Zhongsheng Group (881) H2 2024 earnings summary
Event summary combining transcript, slides, and related documents.
H2 2024 earnings summary
6 Jun, 2025Executive summary
Total revenue declined 6.2% to RMB 168.1bn, mainly due to lower new car sales and prices, while after-sales and used car segments achieved record revenues and volumes.
Net profit attributable to owners dropped 36.0% to RMB 3.21bn, with basic EPS down 35.4% to RMB 1.35.

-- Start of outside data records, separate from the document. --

//! Submission errors

use thiserror::Error;

use crate::domain::communication::sender::SendError;

use super::ValidationResult;

/// Why a submit or schedule attempt did not go through
#[derive(Debug, Error)]
pub enum SubmitError {
    /// The draft has field errors; nothing was sent
    #[error("please correct the highlighted fields")]
    Invalid(ValidationResult),

    /// No mailbox is configured; the user must configure one first
    #[error("email account is not configured")]
    NotConfigured,

    /// A submission or scheduled send is already pending
    #[error("a send is already in progress")]
    InFlight,

    /// There is no scheduled send to complete
    #[error("no send is scheduled")]
    NothingScheduled,

    /// The backend did not accept the campaign
    #[error(transparent)]
    Send(#[from] SendError),

    /// The scheduled send task ended without an outcome
    #[error("scheduled send did not complete")]
    ScheduledTaskFailed(#[source] anyhow::Error),
}

impl SubmitError {
    /// Whether the user must be sent to mailbox configuration
    pub fn requires_configuration(&self) -> bool {
        match self {
            SubmitError::NotConfigured => true,
            SubmitError::Send(err) => err.requires_configuration(),
            _ => false,
        }
    }
}
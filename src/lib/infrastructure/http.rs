//! HTTP client for the bulk email backend

use std::time::Duration;

use anyhow::Context;
use clap::Parser;
use reqwest::Client;

mod history;
mod send;
mod upload;
mod verify;

/// Route that sends a campaign
pub const SEND_PATH: &str = "/api/send-bulk-email";

/// Route that extracts addresses from a spreadsheet
pub const UPLOAD_PATH: &str = "/api/upload-excel";

/// Route that verifies mailbox credentials
pub const VERIFY_PATH: &str = "/verify";

/// Route that lists recent campaigns
pub const HISTORY_PATH: &str = "/recent_bulk";

/// Backend connection settings
#[derive(Debug, Clone, PartialEq, Eq, Parser)]
pub struct BackendConfig {
    /// Base URL of the bulk email backend
    #[arg(long, env = "BACKEND_URL", default_value = "http://localhost:5000")]
    pub backend_url: String,

    /// Request timeout in seconds
    #[arg(long, env = "BACKEND_TIMEOUT_SECS", default_value = "30")]
    pub timeout_secs: u64,
}

/// Client for every backend route the composer uses
#[derive(Debug, Clone)]
pub struct BackendClient {
    base_url: String,
    client: Client,
}

impl BackendClient {
    /// Creates a client for the backend described by `config`
    pub fn new(config: &BackendConfig) -> anyhow::Result<Self> {
        let client = Client::builder()
            .timeout(Duration::from_secs(config.timeout_secs))
            .build()
            .context("failed to build HTTP client")?;

        Ok(Self::with_client(&config.backend_url, client))
    }

    /// Creates a client around an existing [`Client`]
    pub fn with_client(base_url: &str, client: Client) -> Self {
        Self {
            base_url: base_url.trim_end_matches('/').to_string(),
            client,
        }
    }

    fn endpoint(&self, path: &str) -> String {
        format!("{}{}", self.base_url, path)
    }
}

#[cfg(test)]
mod tests {
    use testresult::TestResult;

    use super::*;

    #[test]
    fn test_endpoint_joins_without_double_slash() -> TestResult {
        let client = BackendClient::new(&BackendConfig {
            backend_url: "http://localhost:5000/".to_string(),
            timeout_secs: 5,
        })?;

        assert_eq!(
            client.endpoint(SEND_PATH),
            "http://localhost:5000/api/send-bulk-email"
        );

        Ok(())
    }
}
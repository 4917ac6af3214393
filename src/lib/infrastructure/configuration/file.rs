//! Configuration persisted as a JSON document

use std::{
    fs,
    path::{Path, PathBuf},
};

use anyhow::Context;
use clap::Parser;
use serde::{Deserialize, Serialize};
use tracing::{debug, warn};

use crate::domain::{
    communication::email_addresses::EmailAddress,
    configuration::{ConfigurationError, ConfigurationStore},
};

/// Where the configuration document lives
#[derive(Debug, Clone, PartialEq, Eq, Parser)]
pub struct ConfigurationFileConfig {
    /// Path of the configuration file
    #[arg(long = "config-path", env = "COMPOSER_CONFIG_PATH", default_value = ".composer.json")]
    pub path: PathBuf,
}

#[derive(Debug, Default, Deserialize, Serialize)]
struct StoredConfiguration {
    #[serde(default)]
    email_configured: bool,

    #[serde(default)]
    user_email: Option<String>,
}

/// Configuration kept on disk between runs
#[derive(Debug, Clone)]
pub struct FileConfiguration {
    path: PathBuf,
}

impl FileConfiguration {
    /// Uses the document at `path`; it need not exist yet
    pub fn new(path: impl Into<PathBuf>) -> Self {
        Self { path: path.into() }
    }

    /// The document path
    pub fn path(&self) -> &Path {
        &self.path
    }

    fn load(&self) -> StoredConfiguration {
        let raw = match fs::read(&self.path) {
            Ok(raw) => raw,
            Err(_) => return StoredConfiguration::default(),
        };

        serde_json::from_slice(&raw).unwrap_or_else(|err| {
            warn!(path = %self.path.display(), error = %err, "ignoring unreadable configuration");
            StoredConfiguration::default()
        })
    }

    fn save(&self, stored: &StoredConfiguration) -> Result<(), ConfigurationError> {
        if let Some(parent) = self.path.parent().filter(|p| !p.as_os_str().is_empty()) {
            fs::create_dir_all(parent)
                .with_context(|| format!("failed to create {}", parent.display()))
                .map_err(ConfigurationError::Storage)?;
        }

        let json = serde_json::to_vec_pretty(stored)
            .context("failed to serialize configuration")
            .map_err(ConfigurationError::Storage)?;

        fs::write(&self.path, json)
            .with_context(|| format!("failed to write {}", self.path.display()))
            .map_err(ConfigurationError::Storage)?;

        debug!(path = %self.path.display(), "configuration saved");

        Ok(())
    }
}

impl ConfigurationStore for FileConfiguration {
    fn is_configured(&self) -> bool {
        self.configured_email().is_some()
    }

    fn configured_email(&self) -> Option<EmailAddress> {
        let stored = self.load();

        if !stored.email_configured {
            return None;
        }

        stored
            .user_email
            .and_then(|email| EmailAddress::new(&email).ok())
    }

    fn mark_configured(&self, email: &EmailAddress) -> Result<(), ConfigurationError> {
        self.save(&StoredConfiguration {
            email_configured: true,
            user_email: Some(email.to_string()),
        })
    }

    fn clear(&self) -> Result<(), ConfigurationError> {
        self.save(&StoredConfiguration::default())
    }
}

#[cfg(test)]
mod tests {
    use testresult::TestResult;

    use super::*;

    #[test]
    fn test_missing_file_is_unconfigured() -> TestResult {
        let dir = tempfile::tempdir()?;
        let store = FileConfiguration::new(dir.path().join("missing.json"));

        assert!(!store.is_configured());

        Ok(())
    }

    #[test]
    fn test_configuration_survives_reopening() -> TestResult {
        let dir = tempfile::tempdir()?;
        let path = dir.path().join("nested").join("composer.json");
        let email = EmailAddress::new("me@example.com")?;

        FileConfiguration::new(&path).mark_configured(&email)?;

        let reopened = FileConfiguration::new(&path);
        assert!(reopened.is_configured());
        assert_eq!(reopened.configured_email(), Some(email));

        reopened.clear()?;
        assert!(!FileConfiguration::new(&path).is_configured());

        Ok(())
    }

    #[test]
    fn test_corrupt_file_is_unconfigured() -> TestResult {
        let dir = tempfile::tempdir()?;
        let path = dir.path().join("composer.json");
        fs::write(&path, "{not json")?;

        assert!(!FileConfiguration::new(path).is_configured());

        Ok(())
    }
}
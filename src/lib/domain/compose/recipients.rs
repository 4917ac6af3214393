//! Recipient set and where it came from

use indexmap::{set::Iter, IndexSet};

use crate::domain::communication::email_addresses::EmailAddress;

/// Extensions accepted for recipient spreadsheets
pub const SPREADSHEET_EXTENSIONS: &[&str] = &["xlsx", "xls", "csv"];

/// The most recent way recipients were supplied
#[derive(Debug, Clone, PartialEq, Eq)]
pub enum RecipientSource {
    /// Typed in as a list of addresses
    List,

    /// Extracted from an uploaded spreadsheet
    Spreadsheet {
        /// File name
        name: String,

        /// Lowercased extension
        extension: String,

        /// Size in bytes
        size: u64,
    },
}

/// Deduplicated recipient addresses in insertion order
#[derive(Debug, Clone, Default, PartialEq, Eq)]
pub struct Recipients {
    addresses: IndexSet<EmailAddress>,
    source: Option<RecipientSource>,
}

impl Recipients {
    /// Merges addresses into the set, skipping ones already present.
    ///
    /// Returns how many were new.
    pub fn merge(&mut self, addresses: impl IntoIterator<Item = EmailAddress>) -> usize {
        let before = self.addresses.len();

        self.addresses.extend(addresses);

        self.addresses.len() - before
    }

    /// Removes `address`, returning whether it was present
    pub fn remove(&mut self, address: &str) -> bool {
        self.addresses.shift_remove(address)
    }

    /// Records where the latest recipients came from
    pub fn set_source(&mut self, source: RecipientSource) {
        self.source = Some(source);
    }

    /// Where the latest recipients came from
    pub fn source(&self) -> Option<&RecipientSource> {
        self.source.as_ref()
    }

    /// Whether `address` is in the set
    pub fn contains(&self, address: &str) -> bool {
        self.addresses.contains(address)
    }

    /// Number of recipients
    pub fn len(&self) -> usize {
        self.addresses.len()
    }

    /// Whether the set is empty
    pub fn is_empty(&self) -> bool {
        self.addresses.is_empty()
    }

    /// Iterate over the recipients
    pub fn iter(&self) -> Iter<'_, EmailAddress> {
        self.addresses.iter()
    }
}

/// Splits raw strings into well-formed addresses and the rejected originals.
///
/// Blank entries are neither.
pub fn partition_addresses<I, S>(raw: I) -> (Vec<EmailAddress>, Vec<String>)
where
    I: IntoIterator<Item = S>,
    S: AsRef<str>,
{
    let mut valid = Vec::new();
    let mut invalid = Vec::new();

    for entry in raw {
        let entry = entry.as_ref();

        if entry.trim().is_empty() {
            continue;
        }

        match EmailAddress::new(entry) {
            Ok(address) => valid.push(address),
            Err(_) => invalid.push(entry.trim().to_string()),
        }
    }

    (valid, invalid)
}
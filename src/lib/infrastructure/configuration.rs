//! Configuration persistence

mod file;

pub use file::{ConfigurationFileConfig, FileConfiguration};
//! Sending campaigns through the backend

use async_trait::async_trait;
use reqwest::{
    multipart::{Form, Part},
    StatusCode,
};
use tracing::{debug, info};

use crate::domain::communication::sender::{BulkEmailRequest, BulkSender, SendError, SendReport};

use super::{BackendClient, SEND_PATH};

#[async_trait]
impl BulkSender for BackendClient {
    async fn send_bulk(&self, request: &BulkEmailRequest) -> Result<SendReport, SendError> {
        let builder = self.client.post(self.endpoint(SEND_PATH));

        let builder = if request.attachments.is_empty() {
            builder.json(request)
        } else {
            builder.multipart(multipart_form(request)?)
        };

        info!(
            recipients = request.to.len(),
            attachments = request.attachments.len(),
            "posting campaign to backend"
        );

        let response = builder
            .send()
            .await
            .map_err(|err| SendError::Transport(err.into()))?;

        let status = response.status();
        let body = response
            .text()
            .await
            .map_err(|err| SendError::Transport(err.into()))?;

        debug!(%status, "backend replied");

        interpret(status, &body)
    }
}

fn multipart_form(request: &BulkEmailRequest) -> Result<Form, SendError> {
    let payload = serde_json::to_string(request)
        .map_err(|err| SendError::InvalidRequest(err.to_string()))?;

    let mut form = Form::new().text("payload", payload);

    for file in &request.attachments {
        let part = Part::bytes(file.data().to_vec())
            .file_name(file.name().to_string())
            .mime_str(file.content_type())
            .map_err(|err| SendError::InvalidRequest(err.to_string()))?;

        form = form.part("attachments", part);
    }

    Ok(form)
}

fn interpret(status: StatusCode, body: &str) -> Result<SendReport, SendError> {
    if matches!(status, StatusCode::UNAUTHORIZED | StatusCode::FORBIDDEN) {
        return Err(SendError::NotConfigured);
    }

    let report: SendReport = match serde_json::from_str(body) {
        Ok(report) => report,
        Err(err) if status.is_success() => {
            return Err(SendError::MalformedResponse(err.to_string()));
        }
        Err(_) => return Err(SendError::Rejected(format!("Server error: {}", status))),
    };

    if status.is_success() && report.success {
        return Ok(report);
    }

    let message = report
        .error
        .or(report.message)
        .unwrap_or_else(|| format!("Server error: {}", status));

    if message.to_ascii_lowercase().contains("configur") {
        return Err(SendError::NotConfigured);
    }

    Err(SendError::Rejected(message))
}

#[cfg(test)]
mod tests {
    use serde_json::json;
    use testresult::TestResult;
    use wiremock::{
        matchers::{body_partial_json, header_regex, method, path},
        Mock, MockServer, ResponseTemplate,
    };

    use super::*;
    use crate::domain::{communication::email_addresses::EmailAddress, compose::FileBlob};

    fn request() -> BulkEmailRequest {
        BulkEmailRequest {
            to: vec![EmailAddress::new_unchecked("a@x.com")],
            subject: "Hi".into(),
            content: "<p>Hello</p>".into(),
            plain_content: "Hello".into(),
            cc: String::new(),
            bcc: String::new(),
            attachments: vec![],
        }
    }

    fn client(server: &MockServer) -> BackendClient {
        BackendClient::with_client(&server.uri(), reqwest::Client::new())
    }

    #[tokio::test]
    async fn test_send_success() -> TestResult {
        let server = MockServer::start().await;

        Mock::given(method("POST"))
            .and(path(SEND_PATH))
            .and(body_partial_json(json!({"to": ["a@x.com"], "subject": "Hi"})))
            .respond_with(ResponseTemplate::new(200).set_body_json(json!({
                "success": true,
                "message": "Bulk email process completed",
                "sent_count": 1,
                "failed_count": 0,
                "failed_emails": []
            })))
            .expect(1)
            .mount(&server)
            .await;

        let report = client(&server).send_bulk(&request()).await?;

        assert_eq!(report.sent_count(), 1);
        assert_eq!(report.failed_count(), 0);

        Ok(())
    }

    #[tokio::test]
    async fn test_send_with_attachments_uses_multipart() -> TestResult {
        let server = MockServer::start().await;

        Mock::given(method("POST"))
            .and(path(SEND_PATH))
            .and(header_regex("content-type", "^multipart/form-data"))
            .respond_with(ResponseTemplate::new(200).set_body_json(json!({"success": true})))
            .expect(1)
            .mount(&server)
            .await;

        let mut request = request();
        request.attachments = vec![FileBlob::from_name("a.pdf", b"%PDF".to_vec())];

        let report = client(&server).send_bulk(&request).await?;

        assert!(report.success);

        Ok(())
    }

    #[tokio::test]
    async fn test_send_rejected_by_backend() {
        let server = MockServer::start().await;

        Mock::given(method("POST"))
            .and(path(SEND_PATH))
            .respond_with(
                ResponseTemplate::new(400)
                    .set_body_json(json!({"success": false, "error": "No recipients provided"})),
            )
            .mount(&server)
            .await;

        let result = client(&server).send_bulk(&request()).await;

        assert!(matches!(result, Err(SendError::Rejected(m)) if m == "No recipients provided"));
    }

    #[tokio::test]
    async fn test_send_not_configured() {
        let server = MockServer::start().await;

        Mock::given(method("POST"))
            .and(path(SEND_PATH))
            .respond_with(ResponseTemplate::new(401))
            .mount(&server)
            .await;

        let result = client(&server).send_bulk(&request()).await;

        assert!(matches!(result, Err(SendError::NotConfigured)));
    }

    #[tokio::test]
    async fn test_send_malformed_response() {
        let server = MockServer::start().await;

        Mock::given(method("POST"))
            .and(path(SEND_PATH))
            .respond_with(ResponseTemplate::new(200).set_body_string("<html>oops</html>"))
            .mount(&server)
            .await;

        let result = client(&server).send_bulk(&request()).await;

        assert!(matches!(result, Err(SendError::MalformedResponse(_))));
    }

    #[tokio::test]
    async fn test_send_transport_failure() {
        let client = BackendClient::with_client("http://127.0.0.1:1", reqwest::Client::new());

        let result = client.send_bulk(&request()).await;

        assert!(matches!(result, Err(SendError::Transport(_))));
    }

    #[test]
    fn test_interpret_configuration_message() {
        let result = interpret(
            StatusCode::INTERNAL_SERVER_ERROR,
            r#"{"success": false, "error": "Email not configured"}"#,
        );

        assert!(matches!(result, Err(SendError::NotConfigured)));
    }
}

New car sales volume reached 485,307 units in 2024, down 3.2% year-over-year; used car sales surged 37.9% to 226,231 units.
The company expanded its active customer base by 10.7% to 4.19 million and enhanced digital engagement with 3.5mn Zhongsheng GO subscribers and 17.2mn live streaming followers.
Proposed final dividend of HK$0.678 per share, subject to AGM approval.
Financial highlights
New car gross profit margin remained low at 0.8%, with a gross loss of RMB 3.2bn; used car gross margin was 6.7% and gross profit up 30.8% to RMB 1.23bn.
After-sales services revenue grew 9.6%–10.8% to RMB 22.0bn, with gross profit up 9.9%–12.0%.
Total gross profit margin declined to 6.3% from 7.7% year-over-year.
Operating profit margin dropped to 3.4% from 4.7%; finance costs rose 4.3% to RMB 1.57bn.
Commission income rose to RMB 4.1bn, 3.0% of vehicle sales.
Outlook and guidance
Management expects continued intense competition and margin pressure in the new car market in 2025.
Strategic focus remains on premium after-sales services, local market density, and digital customer engagement.
Pre-owned and after-sales segments are expected to drive growth amid new car market volatility.